In Egypt, two trade union organizations appeared in the course of the democratic uprising. In January, the Federation of Independent Egyptian Trade Unions (FITU) was formed, the Egyptian Democratic Labour Congress (EDLC) was formed in October, with the support of 149 trade unions. At present, the FITU and EDLC together represent more than 300 trade unions, both older unions that have defected from the ETUF and new unions that have formed since the revolution. However, the formerly state-controiled Egyptian Trade Union Federation (ETUF), although greatly weakened, remains in place.

Our comrade Kamal Abbas, co-ordinator of the Center of Trade Union and Workers’ Services (CTUWS), a veteran organizer of labour opposition to the Mubarak regime and a leading supporter of the EDLC, is facing a six-months’ jail sentence for having “insulted” an ETUF official at the 2011 International Labour Conference (in fact, he publicly challenged the right of the ETUF official to represent Egyptian workers). The GLI participates in the international campaign to get the Egyptian authorities to drop these charges.

In an inspiring display of international solidarity and awareness, demonstrators in Cairo’s Tahrir Square, the centre of the democratic uprising, expressed their support in February for union workers in Wisconsin, fighting state Republicans to keep their collective bargaing rights, and, in October, for the Occupy Wall Street movement in the United States.

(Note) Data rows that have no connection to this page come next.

//! Typed generational arenas.
//!
//! Every collectable object lives in an arena slot together with its
//! [`GcHeader`]. Handles are `(index, generation)` pairs; freeing a slot bumps
//! its generation, so a handle that outlived its object no longer resolves.
//! Indexing with such a handle panics at the lookup site instead of reading
//! an unrelated object that happens to reuse the slot.

use core_types::GcRef;
use std::marker::PhantomData;
use std::ops::{Index, IndexMut};

// ============================================================================
// Header
// ============================================================================

const WHITE0: u8 = 1 << 0;
const WHITE1: u8 = 1 << 1;
const BLACK: u8 = 1 << 2;
const WHITE_BITS: u8 = WHITE0 | WHITE1;

/// Generational age of an object.
#[derive(Debug, Clone, Copy, PartialEq, Eq, PartialOrd, Ord, Default)]
pub enum Age {
    /// Created in the current cycle
    #[default]
    New,
    /// Survived one minor collection
    Survival,
    /// Marked old by a forward barrier in this cycle
    Old0,
    /// First full cycle as old
    Old1,
    /// Really old (not visited in minor collections)
    Old,
    /// Old object touched in this cycle
    Touched1,
    /// Old object touched in the previous cycle
    Touched2,
}

impl Age {
    /// Age after surviving a minor collection.
    pub fn next(self) -> Age {
        match self {
            Age::New => Age::Survival,
            Age::Survival | Age::Old0 => Age::Old1,
            Age::Old1 | Age::Old => Age::Old,
            Age::Touched1 => Age::Touched1,
            Age::Touched2 => Age::Touched2,
        }
    }

    /// Whether the object counts as old.
    pub fn is_old(self) -> bool {
        self > Age::Survival
    }
}

/// Per-object collector state.
#[derive(Debug, Clone, Copy, PartialEq, Eq)]
pub struct GcHeader {
    marked: u8,
    age: Age,
    pub(crate) finobj: bool,
    pub(crate) fixed: bool,
}

impl GcHeader {
    /// Header of a fresh object, painted with the given current white.
    pub fn new(current_white: u8) -> Self {
        Self {
            marked: white_bit(current_white),
            age: Age::New,
            finobj: false,
            fixed: false,
        }
    }

    /// Not reached (yet) in the current cycle.
    #[inline]
    pub fn is_white(&self) -> bool {
        self.marked & WHITE_BITS != 0
    }

    /// Reached and fully traversed.
    #[inline]
    pub fn is_black(&self) -> bool {
        self.marked & BLACK != 0
    }

    /// Reached but children not traversed.
    #[inline]
    pub fn is_gray(&self) -> bool {
        self.marked & (WHITE_BITS | BLACK) == 0
    }

    /// Carries the white of the previous cycle (unreachable during a sweep).
    #[inline]
    pub fn is_dead(&self, current_white: u8) -> bool {
        !self.fixed && self.marked & white_bit(current_white ^ 1) != 0
    }

    /// Generational age.
    #[inline]
    pub fn age(&self) -> Age {
        self.age
    }

    /// Whether the object waits in the finalization set.
    pub fn is_finalizable(&self) -> bool {
        self.finobj
    }

    /// Whether the object is exempt from collection.
    pub fn is_fixed(&self) -> bool {
        self.fixed
    }

    pub(crate) fn set_age(&mut self, age: Age) {
        self.age = age;
    }

    pub(crate) fn set_gray(&mut self) {
        self.marked &= !(WHITE_BITS | BLACK);
    }

    pub(crate) fn set_black(&mut self) {
        self.marked = (self.marked & !WHITE_BITS) | BLACK;
    }

    pub(crate) fn make_white(&mut self, current_white: u8) {
        self.marked = (self.marked & !(WHITE_BITS | BLACK)) | white_bit(current_white);
    }
}

fn white_bit(white: u8) -> u8 {
    if white == 0 {
        WHITE0
    } else {
        WHITE1
    }
}

// ============================================================================
// Arena
// ============================================================================

/// A live object and its header.
#[derive(Debug)]
pub struct Entry<T> {
    /// Collector state
    pub header: GcHeader,
    /// The object
    pub value: T,
}

#[derive(Debug)]
struct Slot<T> {
    generation: u32,
    entry: Option<Entry<T>>,
}

/// Slot storage for one kind of object.
#[derive(Debug)]
pub struct Arena<T, R: GcRef> {
    slots: Vec<Slot<T>>,
    free: Vec<u32>,
    live: usize,
    kind: &'static str,
    _marker: PhantomData<R>,
}

impl<T, R: GcRef> Arena<T, R> {
    /// Creates an empty arena; `kind` names the objects in panic messages.
    pub fn new(kind: &'static str) -> Self {
        Self {
            slots: Vec::new(),
            free: Vec::new(),
            live: 0,
            kind,
            _marker: PhantomData,
        }
    }

    /// Stores an object, reusing a freed slot when one is available.
    pub fn insert(&mut self, header: GcHeader, value: T) -> R {
        self.live += 1;
        let entry = Some(Entry { header, value });
        match self.free.pop() {
            Some(index) => {
                let slot = &mut self.slots[index as usize];
                slot.entry = entry;
                R::from_raw(index, slot.generation)
            }
            None => {
                let index = self.slots.len() as u32;
                self.slots.push(Slot {
                    generation: 0,
                    entry,
                });
                R::from_raw(index, 0)
            }
        }
    }

    /// Frees an object, returning it. Stale handles yield `None`.
    pub fn remove(&mut self, r: R) -> Option<T> {
        let slot = self.slots.get_mut(r.index() as usize)?;
        if slot.generation != r.generation() {
            return None;
        }
        let entry = slot.entry.take()?;
        slot.generation = slot.generation.wrapping_add(1);
        self.free.push(r.index());
        self.live -= 1;
        Some(entry.value)
    }

    fn entry(&self, r: R) -> Option<&Entry<T>> {
        self.slots
            .get(r.index() as usize)
            .filter(|slot| slot.generation == r.generation())
            .and_then(|slot| slot.entry.as_ref())
    }

    fn entry_mut(&mut self, r: R) -> Option<&mut Entry<T>> {
        self.slots
            .get_mut(r.index() as usize)
            .filter(|slot| slot.generation == r.generation())
            .and_then(|slot| slot.entry.as_mut())
    }

    /// Whether the handle still names a live object.
    pub fn contains(&self, r: R) -> bool {
        self.entry(r).is_some()
    }

    /// Object behind a handle, if still live.
    pub fn get(&self, r: R) -> Option<&T> {
        self.entry(r).map(|e| &e.value)
    }

    /// Mutable object behind a handle, if still live.
    pub fn get_mut(&mut self, r: R) -> Option<&mut T> {
        self.entry_mut(r).map(|e| &mut e.value)
    }

    /// Header of a live object.
    ///
    /// # Panics
    ///
    /// Panics on a stale handle.
    pub fn header(&self, r: R) -> &GcHeader {
        match self.entry(r) {
            Some(e) => &e.header,
            None => self.stale(r),
        }
    }

    /// Mutable header of a live object.
    ///
    /// # Panics
    ///
    /// Panics on a stale handle.
    pub fn header_mut(&mut self, r: R) -> &mut GcHeader {
        let kind = self.kind;
        match self.entry_mut(r) {
            Some(e) => &mut e.header,
            None => panic!("stale {} reference {:?}", kind, r),
        }
    }

    /// Number of live objects.
    pub fn len(&self) -> usize {
        self.live
    }

    /// Whether the arena holds no live object.
    pub fn is_empty(&self) -> bool {
        self.live == 0
    }

    /// Number of slots, live or free; sweep cursors range over this.
    pub fn capacity(&self) -> u32 {
        self.slots.len() as u32
    }

    /// Handle of the live object in slot `index`, if any.
    pub fn ref_at(&self, index: u32) -> Option<R> {
        let slot = self.slots.get(index as usize)?;
        slot.entry
            .as_ref()
            .map(|_| R::from_raw(index, slot.generation))
    }

    /// Handles of every live object, in slot order.
    pub fn refs(&self) -> Vec<R> {
        (0..self.capacity()).filter_map(|i| self.ref_at(i)).collect()
    }

    /// Iterates over live objects.
    pub fn iter(&self) -> impl Iterator<Item = (R, &Entry<T>)> + '_ {
        self.slots.iter().enumerate().filter_map(|(i, slot)| {
            slot.entry
                .as_ref()
                .map(|e| (R::from_raw(i as u32, slot.generation), e))
        })
    }

    fn stale(&self, r: R) -> ! {
        panic!("stale {} reference {:?}", self.kind, r)
    }
}

impl<T, R: GcRef> Index<R> for Arena<T, R> {
    type Output = T;

    fn index(&self, r: R) -> &T {
        match self.entry(r) {
            Some(e) => &e.value,
            None => self.stale(r),
        }
    }
}

impl<T, R: GcRef> IndexMut<R> for Arena<T, R> {
    fn index_mut(&mut self, r: R) -> &mut T {
        let kind = self.kind;
        match self.entry_mut(r) {
            Some(e) => &mut e.value,
            None => panic!("stale {} reference {:?}", kind, r),
        }
    }
}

The Occupy Wall Street (OWS) movement, which began on September 17 in New York City, grew into a national and international movement, branching out with hundreds of groups organizing Occupy protests in their own communities. With its slogan “We are the 99%” it succeeded in shifting US politics to the Left, pushing the far-right “Tea Party” off the headlines.
Neither the trade unions nor the traditional Left played a leading role in the OWS movement which was initially organized by mostly young activists without previous political or organizational experience. However, a number of unions eventually joined, first in New York (the Transport Workers’ Union, SEIU locals, Workers United, United Federation of Teachers), then in California (ILWU). AFL-CIO president Richard Trumka declared his support on September 30 and on October 5, and SEIU president Mary Kay Henry was arrested with OWS activists in the October 5 action. In some instances tensions developed between unions and OWS activists over tactics, but also important mutually supportive actions.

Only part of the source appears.